Stock-Dubai-Property
The Dubai property market tempo is all being generated by offplan demand trends right now. Image Credit: Shutterstock

Dubai: Even as offplan sales keep growing, there are some signs showing up of some cooling off in the wider Dubai property market. And most notably when it comes to deals featuring ready homes or secondary market transactions.

During April to June, there was a 2.9 per cent drop in quarter-on-quarter secondary/ready market residential sales - and the second consecutive quarter of decline this is happening.

“While the market continues to grow month-on-month, it is beginning to slow down, a trend likely to continue over the next year,” said Lynnette Sacchetto, founder of RealTrust.

“This shift will be further influenced by multiple underlying factors, such as new supply entering the market and sellers adjusting their asking prices as they realize their properties are not worth the inflated values of previous years.

“These inflated prices were driven by low supply in some areas and segments and high demand, which has now dissipated.”

Listing for longer

Data suggest that properties advertise for sale are listing for longer. Against an average of 30 days last year, these listings now average over 90 days, according to RealTrust, thus ‘indicating a more stagnant sales listing market as of Q2-2024’

Of the newly launched projects this year, 34% feature post-handover payment plans, ranging from 12 months to 120 months.

- Lynnette Sacchetto of RealTrust

This is also where price softening is starting to show. Since September 2023, the ‘median residential listing price value started to decline month-on-month by an average of 5 per cent’, the report notes.

“This was the first sign that the market was transitioning from a seller’s market to a buyer’s, a reality we are now seeing,” said Lynnette.

“Individual sellers in these off-plan projects are struggling to sell at opening prices, which is the prices they originally bought for, or below, to avoid the next developer payment they cannot afford. (They’re) opting to take a loss instead of the premiums they were promised when they originally purchased at the peak of the market in 2022 and 2023.

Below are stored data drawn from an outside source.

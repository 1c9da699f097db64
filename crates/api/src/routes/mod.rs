pub mod business;
pub mod feedback;
pub mod health;
pub mod interaction;

use axum::Router;

use crate::state::AppState;

/// Build the `/api` route tree.
///
/// ```text
/// /business/{id}        business lookup
/// /interaction          log a rating event (POST)
/// /interactions         list rating events (GET, ?business=)
/// /feedback             submit feedback (POST)
/// /submissions          list feedback submissions (GET, ?business=)
/// ```
pub fn api_routes() -> Router<AppState> {
    Router::new()
        .merge(business::router())
        .merge(interaction::router())
        .merge(feedback::router())
}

“This has been a common scenario over the last few months and likely to increase as a significant amount of off-plan supply begins to transition in the pipeline.”

Emerging market dynamics

As these trends play out, ‘expect changes in prices’ in both the sales and rental markets. “Areas such as Jumeirah Village Circle, where demand is very high and supply is very low, have seen prices more than double over the years,” says the report. “However, there is potential for balance as approximately 30,000 new residential units, representing 80 per cent of JVC’s current housing stock, are expected to enter the market in the coming years.”

Business Bay is another ‘high demand area with low supply and skyrocketing prices’, will see around 20,000 new residential units in the near term. There is also Dubai South, which will have 14,000 new residential units over the next few years.